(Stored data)
****************************************
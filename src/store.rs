//! Application state and its reducer
//!
//! `reduce` is the only place state changes. It is pure, so every checkout
//! transition can be tested by feeding events in order.

use crate::domain::aggregates::{BuyNowIntent, Cart, CheckoutSession, ItemSource, Order};
use crate::domain::checkout_gate::CheckoutPhase;
use crate::domain::events::{AppEvent, BuyNowEvent, CartEvent, OrderEvent};
use crate::domain::value_objects::OrderId;

/// Lifecycle of one logical remote operation.
#[derive(Clone, Debug, Default, PartialEq, Eq)]
pub enum OpStatus {
    #[default]
    Idle,
    Pending,
    Success,
    Failure(String),
}

impl OpStatus {
    pub fn is_pending(&self) -> bool { matches!(self, Self::Pending) }
}

/// Cart request numbering. A response is applied only if its number is
/// newer than the last one applied, so a slow reply can never overwrite a
/// fresher cart.
#[derive(Clone, Copy, Debug, Default, PartialEq, Eq)]
pub struct CartSequence {
    pub issued: u64,
    pub applied: u64,
}

impl CartSequence {
    pub fn next(&self) -> u64 { self.issued.max(self.applied) + 1 }
    pub fn is_stale(&self, seq: u64) -> bool { seq <= self.applied }
    /// True for numbers this client never handed out.
    pub fn is_unissued(&self, seq: u64) -> bool { seq > self.issued }
}

#[derive(Clone, Debug, Default)]
pub struct AppState {
    pub cart: Cart,
    pub buy_now: Option<BuyNowIntent>,
    pub placed: Option<OrderId>,
    pub last_order: Option<Order>,
    pub orders: Vec<Order>,
    pub checkout_session: Option<CheckoutSession>,
    pub cart_status: OpStatus,
    pub order_status: OpStatus,
    pub session_status: OpStatus,
    pub history_status: OpStatus,
    pub cart_seq: CartSequence,
    pub error: Option<String>,
}

impl AppState {
    /// The Buy-Now overlay when present, otherwise the cart.
    pub fn item_source(&self) -> ItemSource<'_> { ItemSource::resolve(&self.cart, self.buy_now.as_ref()) }

    pub fn phase(&self) -> CheckoutPhase { CheckoutPhase::of(self.item_source(), self.placed.as_ref()) }
}

pub fn reduce(state: AppState, event: AppEvent) -> AppState {
    match event {
        AppEvent::Cart(e) => reduce_cart(state, e),
        AppEvent::BuyNow(e) => reduce_buy_now(state, e),
        AppEvent::Order(e) => reduce_order(state, e),
        AppEvent::ErrorDismissed => AppState { error: None, ..state },
    }
}

fn reduce_cart(mut state: AppState, event: CartEvent) -> AppState {
    match event {
        CartEvent::Requested { seq, .. } => {
            state.cart_seq.issued = state.cart_seq.issued.max(seq);
            state.cart_status = OpStatus::Pending;
            state.error = None;
        }
        CartEvent::Synced { op, seq, cart } => {
            if state.cart_seq.is_stale(seq) {
                tracing::debug!(?op, seq, applied = state.cart_seq.applied, "discarding stale cart response");
                return state;
            }
            if state.cart_seq.is_unissued(seq) {
                tracing::warn!(?op, seq, issued = state.cart_seq.issued, "ignoring cart response for unissued seq");
                return state;
            }
            state.cart = cart;
            state.cart_seq.applied = seq;
            if op.restarts_checkout() { state.placed = None; }
            if seq >= state.cart_seq.issued { state.cart_status = OpStatus::Success; }
        }
        CartEvent::Failed { op, seq, message } => {
            if state.cart_seq.is_stale(seq) || state.cart_seq.is_unissued(seq) {
                tracing::debug!(?op, seq, "discarding stale cart failure");
                return state;
            }
            if seq >= state.cart_seq.issued { state.cart_status = OpStatus::Failure(message.clone()); }
            state.error = Some(message);
        }
    }
    state
}

fn reduce_buy_now(mut state: AppState, event: BuyNowEvent) -> AppState {
    match event {
        BuyNowEvent::Set(intent) => {
            state.buy_now = Some(intent);
            state.placed = None;
        }
        BuyNowEvent::ShippingSaved(details) => {
            if let Some(intent) = state.buy_now.as_mut() { intent.set_shipping_details(details); }
        }
        BuyNowEvent::PaymentSelected(method) => {
            if let Some(intent) = state.buy_now.as_mut() { intent.set_payment_method(method); }
        }
        BuyNowEvent::Cleared => state.buy_now = None,
    }
    state
}

fn reduce_order(mut state: AppState, event: OrderEvent) -> AppState {
    match event {
        OrderEvent::Submitted => {
            state.order_status = OpStatus::Pending;
            state.error = None;
        }
        OrderEvent::Created(order) => {
            state.order_status = OpStatus::Success;
            state.placed = Some(order.id.clone());
            state.last_order = Some(order);
        }
        OrderEvent::Failed(message) => {
            state.order_status = OpStatus::Failure(message.clone());
            state.error = Some(message);
        }
        OrderEvent::SessionRequested => {
            state.session_status = OpStatus::Pending;
            state.checkout_session = None;
            state.error = None;
        }
        OrderEvent::SessionCreated(session) => {
            // The hosted page owns the purchase from here on.
            state.session_status = OpStatus::Success;
            state.checkout_session = Some(session);
            state.buy_now = None;
        }
        OrderEvent::SessionFailed(message) => {
            state.session_status = OpStatus::Failure(message.clone());
            state.error = Some(message);
        }
        OrderEvent::HistoryRequested => state.history_status = OpStatus::Pending,
        OrderEvent::HistoryLoaded(orders) => {
            state.history_status = OpStatus::Success;
            state.orders = orders;
        }
        OrderEvent::HistoryFailed(message) => {
            state.history_status = OpStatus::Failure(message.clone());
            state.error = Some(message);
        }
        OrderEvent::DetailLoaded(order) => state.last_order = Some(order),
    }
    state
}

#[cfg(test)]
mod tests {
    use super::*;
    use crate::domain::aggregates::{CartLineItem, Product};
    use crate::domain::events::CartOp;
    use crate::domain::value_objects::{PaymentMethod, ShippingDetails};
    use rust_decimal_macros::dec;

    fn cart_of(qty: u32) -> Cart {
        Cart::new(vec![CartLineItem::new(&Product::new("P1", "Widget", dec!(10), 20), qty).unwrap()], None, None)
    }

    fn apply(state: AppState, events: Vec<AppEvent>) -> AppState { events.into_iter().fold(state, reduce) }

    #[test]
    fn test_stale_cart_response_is_discarded() {
        let state = apply(AppState::default(), vec![
            CartEvent::Requested { op: CartOp::Upsert, seq: 1 }.into(),
            CartEvent::Requested { op: CartOp::Upsert, seq: 2 }.into(),
            CartEvent::Synced { op: CartOp::Upsert, seq: 2, cart: cart_of(5) }.into(),
            CartEvent::Synced { op: CartOp::Upsert, seq: 1, cart: cart_of(3) }.into(),
        ]);
        assert_eq!(state.cart.items()[0].quantity, 5);
        assert_eq!(state.cart_seq, CartSequence { issued: 2, applied: 2 });
        assert_eq!(state.cart_status, OpStatus::Success);
    }

    #[test]
    fn test_older_response_first_keeps_pending() {
        let state = apply(AppState::default(), vec![
            CartEvent::Requested { op: CartOp::Upsert, seq: 1 }.into(),
            CartEvent::Requested { op: CartOp::Upsert, seq: 2 }.into(),
            CartEvent::Synced { op: CartOp::Upsert, seq: 1, cart: cart_of(3) }.into(),
        ]);
        assert_eq!(state.cart.items()[0].quantity, 3);
        assert!(state.cart_status.is_pending());
    }

    #[test]
    fn test_cart_failure_sets_error_and_keeps_cart() {
        let state = apply(AppState::default(), vec![
            CartEvent::Requested { op: CartOp::Load, seq: 1 }.into(),
            CartEvent::Synced { op: CartOp::Load, seq: 1, cart: cart_of(2) }.into(),
            CartEvent::Requested { op: CartOp::Upsert, seq: 2 }.into(),
            CartEvent::Failed { op: CartOp::Upsert, seq: 2, message: "Out of stock".into() }.into(),
        ]);
        assert_eq!(state.cart.items()[0].quantity, 2);
        assert_eq!(state.error.as_deref(), Some("Out of stock"));
        assert_eq!(state.cart_status, OpStatus::Failure("Out of stock".into()));
        let state = reduce(state, AppEvent::ErrorDismissed);
        assert!(state.error.is_none());
    }

    #[test]
    fn test_order_created_marks_placed() {
        let order: Order = serde_json::from_str(r#"{"_id":"o-9"}"#).unwrap();
        let state = apply(AppState::default(), vec![OrderEvent::Submitted.into(), OrderEvent::Created(order).into()]);
        assert_eq!(state.placed, Some(OrderId::new("o-9")));
        assert!(matches!(state.phase(), CheckoutPhase::Placed(_)));
        assert_eq!(state.order_status, OpStatus::Success);
    }

    #[test]
    fn test_new_cart_edit_restarts_checkout() {
        let state = AppState { placed: Some(OrderId::new("o-1")), ..AppState::default() };
        let cleared = reduce(state, CartEvent::Synced { op: CartOp::Clear, seq: 1, cart: Cart::default() }.into());
        assert!(cleared.placed.is_some());
        let edited = reduce(cleared, CartEvent::Synced { op: CartOp::Upsert, seq: 2, cart: cart_of(1) }.into());
        assert!(edited.placed.is_none());
    }

    #[test]
    fn test_buy_now_overlay_takes_checkout_details() {
        let intent = BuyNowIntent::new(Product::new("X", "X", dec!(1500), 3), 2).unwrap();
        let state = apply(AppState::default(), vec![
            BuyNowEvent::Set(intent).into(),
            BuyNowEvent::ShippingSaved(ShippingDetails::new("a", "Galle", "80000", "LK")).into(),
            BuyNowEvent::PaymentSelected(PaymentMethod::CashOnDelivery).into(),
        ]);
        assert!(state.item_source().is_buy_now());
        assert!(state.cart.shipping_details().is_none());
        assert_eq!(state.phase(), CheckoutPhase::HasPayment);
        let state = reduce(state, BuyNowEvent::Cleared.into());
        assert!(!state.item_source().is_buy_now());
    }

    #[test]
    fn test_unissued_seq_cannot_freeze_cart() {
        let state = apply(AppState::default(), vec![
            CartEvent::Requested { op: CartOp::Load, seq: 1 }.into(),
            CartEvent::Synced { op: CartOp::Load, seq: 42, cart: cart_of(1) }.into(),
        ]);
        assert!(state.cart.is_empty());
        assert_eq!(state.cart_seq.applied, 0);

        let seq = state.cart_seq.next();
        assert_eq!(seq, 2);
        let state = apply(state, vec![
            CartEvent::Requested { op: CartOp::Upsert, seq }.into(),
            CartEvent::Synced { op: CartOp::Upsert, seq, cart: cart_of(7) }.into(),
        ]);
        assert_eq!(state.cart.items()[0].quantity, 7);
        assert_eq!(state.cart_status, OpStatus::Success);
    }

    #[test]
    fn test_next_seq_stays_ahead_of_applied() {
        let seq = CartSequence { issued: 2, applied: 5 };
        assert_eq!(seq.next(), 6);
        assert!(!seq.is_stale(seq.next()));
    }

    #[test]
    fn test_card_session_ends_buy_now() {
        let intent = BuyNowIntent::new(Product::new("K", "Kettle", dec!(1500), 3), 2).unwrap();
        let session = CheckoutSession { id: "cs_1".into(), url: "https://pay.example/cs_1".into() };
        let state = apply(AppState::default(), vec![
            BuyNowEvent::Set(intent).into(),
            OrderEvent::SessionRequested.into(),
            OrderEvent::SessionCreated(session).into(),
        ]);
        assert!(state.buy_now.is_none());
        assert!(!state.item_source().is_buy_now());
        assert_eq!(state.session_status, OpStatus::Success);
    }

    #[test]
    fn test_order_failure_is_surfaced() {
        let state = apply(AppState::default(), vec![OrderEvent::Submitted.into(), OrderEvent::Failed("Payment required".into()).into()]);
        assert_eq!(state.error.as_deref(), Some("Payment required"));
        assert!(state.placed.is_none());
    }
}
****************************************
[Exercise]: Reproduce every line above that contains the string "Success".

[Solution to this task]:
    Success,
            if seq >= state.cart_seq.issued { state.cart_status = OpStatus::Success; }
            state.order_status = OpStatus::Success;
            state.session_status = OpStatus::Success;
            state.history_status = OpStatus::Success;
        assert_eq!(state.cart_status, OpStatus::Success);
        assert_eq!(state.order_status, OpStatus::Success);
        assert_eq!(state.cart_status, OpStatus::Success);
        assert_eq!(state.session_status, OpStatus::Success);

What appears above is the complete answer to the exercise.